O empresário Adailton
José Gedra, de 59 anos, sofreu um enfarte e um AVC nos últimos 15 anos. Além
do estresse do trabalho e de
hábitos que favorecem o aparecimento de doenças cardiovasculares, como fumar,
ele associa os eventos a mágoas que carregou ao longo dos anos.
“A fábrica quebrou
quatro vezes e isso causou um grande estresse. Depois, ajudei algumas pessoas
que, quando menos esperava, me apunhalaram pelas costas. Fiquei aborrecido e
magoado. Mas, hoje, de coração, penso na minha saúde.”
Há um ano e meio, a
professora Luciana Saad, de 42 anos, chegou a apresentar taquicardia e
descobriu no perdão e na espiritualidade uma forma de melhorar. “Fiz um
tratamento espiritual e passei a me policiar mais e a não guardar mágoa. Vi que
só fazia mal para mim mesma.”
Depressão
e estresse elevam risco em até 30%.
Cardiologista e
coordenador do Programa de Enfarte Agudo do Miocárdio do Hospital do Coração
(HCor), Leopoldo Piegas afirma que a influência de questões emocionais no
aparecimento de doenças cardiovasculares já é um consenso na área. Em relação à
espiritualidade, ele diz que, nos últimos anos, os estudos e debates sobre o
tema têm aumentado.
“Na última década, tem
crescido a questão da relação entre espiritualidade e doenças do coração. Quase
todos os congressos de cardiologia têm sessões especiais sobre o tema que
enchem as salas. As pessoas mais tranquilas, sossegadas e, aí vai a questão da
religiosidade, têm uma tendência menor de ter esse tipo de doença”, diz ele.
O cardiologista pondera
que o emocional pode funcionar como gatilho ou desencadear hábitos que
prejudicam a saúde cardiovascular. “A pessoa (nessas condições) pode
fazer menos exercício ou se alimentar mal. Isso, por si só, não causa o
problema, mas pode ter peso maior no desencadeamento da doença.”
Segundo José Luís Aziz,
cardiologista e diretor de Comunicação da Sociedade de Cardiologia do Estado de
São Paulo, estudos já comprovaram que estresse e depressão
podem elevar de 20% a 30% as chances de a pessoa desenvolver doença cardíaca.

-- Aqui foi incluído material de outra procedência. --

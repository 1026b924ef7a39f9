//! Summary composition over realistic detection service payloads.

use anyhow::Result;
use serde_json::json;

use ppe_report::report::{
    COVERAGE_TYPE, DETECTED_PERSONNEL, DETECTION_QUALITY, DETECTION_SUMMARY, IMMEDIATE_ACTION,
    SYSTEM_NOTES, VIOLATION_TIMELINE,
};
use ppe_report::{compose, DetectionResult, Severity, SummarySection};

fn video_payload() -> serde_json::Value {
    json!({
        "annotated_video": "annotated_scaffold.mp4",
        "violations": 1,
        "compliant": 2,
        "total_detections": 3,
        "video_duration": 95.0,
        "fps": 30.0,
        "unique_people_tracked": 5,
        "filtered_tracks": 2,
        "frame_coverage": 100.0,
        "overall_confidence": 0.83,
        "violation_periods": [
            { "start": 12.4, "end": 31.9, "track_id": 4 }
        ],
        "personnel_details": [
            {
                "track_id": 2,
                "classification": "compliant",
                "duration": 80.2,
                "confidence": 0.88,
                "observations": 2406,
                "video_percentage": 84.4
            },
            {
                "track_id": 4,
                "classification": "violation",
                "duration": 19.5,
                "confidence": 0.74,
                "observations": 585,
                "video_percentage": 20.5
            },
            {
                "track_id": 6,
                "classification": "compliant",
                "duration": 41.0,
                "confidence": 0.87,
                "observations": 1230,
                "video_percentage": 43.2
            }
        ]
    })
}

fn parse(value: serde_json::Value) -> Result<DetectionResult> {
    ppe_report::detect::parse_detection_value(value)
}

fn titles(sections: &[SummarySection]) -> Vec<&'static str> {
    sections.iter().map(|section| section.title).collect()
}

fn find<'a>(sections: &'a [SummarySection], title: &str) -> &'a SummarySection {
    sections
        .iter()
        .find(|section| section.title == title)
        .unwrap_or_else(|| panic!("missing section {}", title))
}

#[test]
fn full_video_result_emits_every_section_in_order() -> Result<()> {
    let result = parse(video_payload())?;
    let sections = compose(1, 2, 3, &result, true);

    assert_eq!(
        titles(&sections),
        vec![
            IMMEDIATE_ACTION,
            VIOLATION_TIMELINE,
            DETECTED_PERSONNEL,
            DETECTION_SUMMARY,
            DETECTION_QUALITY,
            COVERAGE_TYPE,
            SYSTEM_NOTES
        ]
    );
    assert_eq!(
        sections.iter().map(|s| s.severity).collect::<Vec<_>>(),
        vec![
            Severity::Critical,
            Severity::Warning,
            Severity::Info,
            Severity::Warning,
            Severity::Info,
            Severity::Info,
            Severity::Info
        ]
    );
    Ok(())
}

#[test]
fn full_video_result_texts() -> Result<()> {
    let result = parse(video_payload())?;
    let sections = compose(1, 2, 3, &result, true);

    assert_eq!(
        find(&sections, IMMEDIATE_ACTION).text,
        "Worker without helmet observed for 19.5s (21% of monitoring period). \
         Detection confidence: 74%. Immediate intervention required."
    );
    assert_eq!(
        find(&sections, VIOLATION_TIMELINE).text,
        "Violation observed from 0:12 to 0:31. Duration: 19.5s."
    );
    assert_eq!(
        find(&sections, DETECTED_PERSONNEL).text.lines().next(),
        Some("Track 2 (🟢 Compliant) - 1m 20s visible")
    );
    assert_eq!(
        find(&sections, DETECTION_SUMMARY).text,
        "3 personnel detected. 1 violation, 2 compliant. Compliance rate: 66.7%."
    );
    assert_eq!(
        find(&sections, DETECTION_QUALITY).text,
        "Overall confidence: 83%. Tracking: 3 stable tracks, 2 fragments filtered. Frame coverage: 100.0%."
    );
    assert_eq!(
        find(&sections, COVERAGE_TYPE).text,
        "Continuous video monitoring with temporal tracking across frames."
    );
    assert_eq!(
        find(&sections, SYSTEM_NOTES).text,
        "Detection confidence threshold set at 50%. \
         Track IDs may change if personnel exit and re-enter frame. \
         Minimum 4-second visibility required for counting. \
         Model accuracy affected by viewing angle, occlusion, and movement."
    );
    Ok(())
}

#[test]
fn empty_image_result_has_fixed_summary() {
    let sections = compose(0, 0, 0, &DetectionResult::default(), false);

    assert_eq!(titles(&sections), vec![DETECTION_SUMMARY, COVERAGE_TYPE]);
    let summary = find(&sections, DETECTION_SUMMARY);
    assert_eq!(summary.text, "No personnel detected in monitored area.");
    assert_eq!(summary.severity, Severity::Info);
    assert_eq!(
        find(&sections, COVERAGE_TYPE).text,
        "Single frame capture. Snapshot analysis of site at moment of capture."
    );
}

#[test]
fn compliance_rate_has_one_decimal() {
    let sections = compose(1, 3, 4, &DetectionResult::default(), false);
    let summary = find(&sections, DETECTION_SUMMARY);
    assert!(summary.text.contains("75.0%"), "{}", summary.text);
    assert_eq!(summary.severity, Severity::Warning);
    assert_eq!(summary.icon, "⚠️");
}

#[test]
fn all_compliant_single_person_is_success() {
    let sections = compose(0, 1, 1, &DetectionResult::default(), false);
    let summary = find(&sections, DETECTION_SUMMARY);
    assert_eq!(
        summary.text,
        "1 person detected. 0 violations, 1 compliant. Compliance rate: 100.0%."
    );
    assert_eq!(summary.severity, Severity::Success);
}

#[test]
fn detection_summary_appears_exactly_once() -> Result<()> {
    let video = parse(video_payload())?;
    let cases = [
        (0, 0, 0, DetectionResult::default(), false),
        (0, 0, 0, DetectionResult::default(), true),
        (2, 0, 2, DetectionResult::default(), true),
        (1, 2, 3, video.clone(), true),
        (1, 2, 3, video, false),
    ];
    for (violations, compliant, total, result, is_video) in cases {
        let sections = compose(violations, compliant, total, &result, is_video);
        let count = sections
            .iter()
            .filter(|section| section.title == DETECTION_SUMMARY)
            .count();
        assert_eq!(count, 1);
    }
    Ok(())
}

#[test]
fn image_ignores_video_only_fields() -> Result<()> {
    let result = parse(video_payload())?;
    let sections = compose(1, 2, 3, &result, false);
    assert_eq!(
        titles(&sections),
        vec![DETECTION_SUMMARY, COVERAGE_TYPE, SYSTEM_NOTES]
    );
    Ok(())
}

#[test]
fn zero_overall_confidence_still_reports_quality() -> Result<()> {
    let result = parse(json!({ "overall_confidence": 0 }))?;
    let sections = compose(0, 0, 0, &result, true);
    assert_eq!(
        titles(&sections),
        vec![DETECTION_SUMMARY, DETECTION_QUALITY, COVERAGE_TYPE]
    );
    assert_eq!(
        find(&sections, DETECTION_QUALITY).text,
        "Overall confidence: 0%. Tracking: 0 stable tracks. Frame coverage: 0.0%."
    );
    Ok(())
}

#[test]
fn violations_without_violator_record_fall_back_to_counts() -> Result<()> {
    let mut payload = video_payload();
    payload["personnel_details"] = json!([
        { "track_id": 2, "classification": "compliant", "duration": 80.2,
          "confidence": 0.88, "observations": 2406, "video_percentage": 84.4 }
    ]);
    let result = parse(payload)?;
    let sections = compose(2, 1, 3, &result, true);
    assert_eq!(
        find(&sections, IMMEDIATE_ACTION).text,
        "2 safety violations detected. Immediate intervention required."
    );
    Ok(())
}

#[test]
fn fragmentation_note_only_above_five() {
    let notes = |total| {
        let sections = compose(0, total, total, &DetectionResult::default(), true);
        find(&sections, SYSTEM_NOTES).text.clone()
    };
    assert!(!notes(5).contains("tracking fragmentation"));
    assert!(notes(6).contains("Personnel count may include duplicates due to tracking fragmentation"));
}

#[test]
fn composing_twice_is_identical() -> Result<()> {
    let result = parse(video_payload())?;
    assert_eq!(compose(1, 2, 3, &result, true), compose(1, 2, 3, &result, true));
    Ok(())
}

“Vários trabalhos mostraram que pessoas que perdoam têm menos chance de ter
enfarte e, quando têm, é mais leve.”
Professor da
pós-graduação do Instituto
Dante Pazzanese de Cardiologia, Álvaro Avezum diz
que o quadro de mágoa faz com que hormônios, como a adrenalina, sejam liberados
de forma inadequada, afetando o organismo.
“O indivíduo que está
magoado e ressentido pode disparar hormônios que vão, cronicamente,
desequilibrar as células. Isso pode aumentar a pressão arterial, produzir
arritmias cardíacas, trombose”, diz o cardiologista, fundador do Grupo de
Estudos em Espiritualidade e Medicina Cardiovascular, da Sociedade Brasileira
de Cardiologia.
A
PESQUISA.
Amostra. O
estudo avaliou 65 pacientes sem histórico de doença cardiovascular e 65 que
enfartaram. As maiores diferenças entre os resultados foram observadas nos
quesitos “quebra de confiança” e “rejeição/desprezo”.
Resultados. No
primeiro caso, 65% dos que tiveram um enfarte afirmaram que não estavam
dispostos a perdoar. O índice foi de 35% no outro grupo. No segundo caso, 54%
dos que enfartaram disseram que perdoariam. O porcentual sobe para 72% entre
quem não enfartou.
Padrão. A
população estudada seguiu o padrão de pacientes com doença cardiovascular: a
maioria era homem (42 ante 23 mulheres por grupo), entre 60 e 65 anos.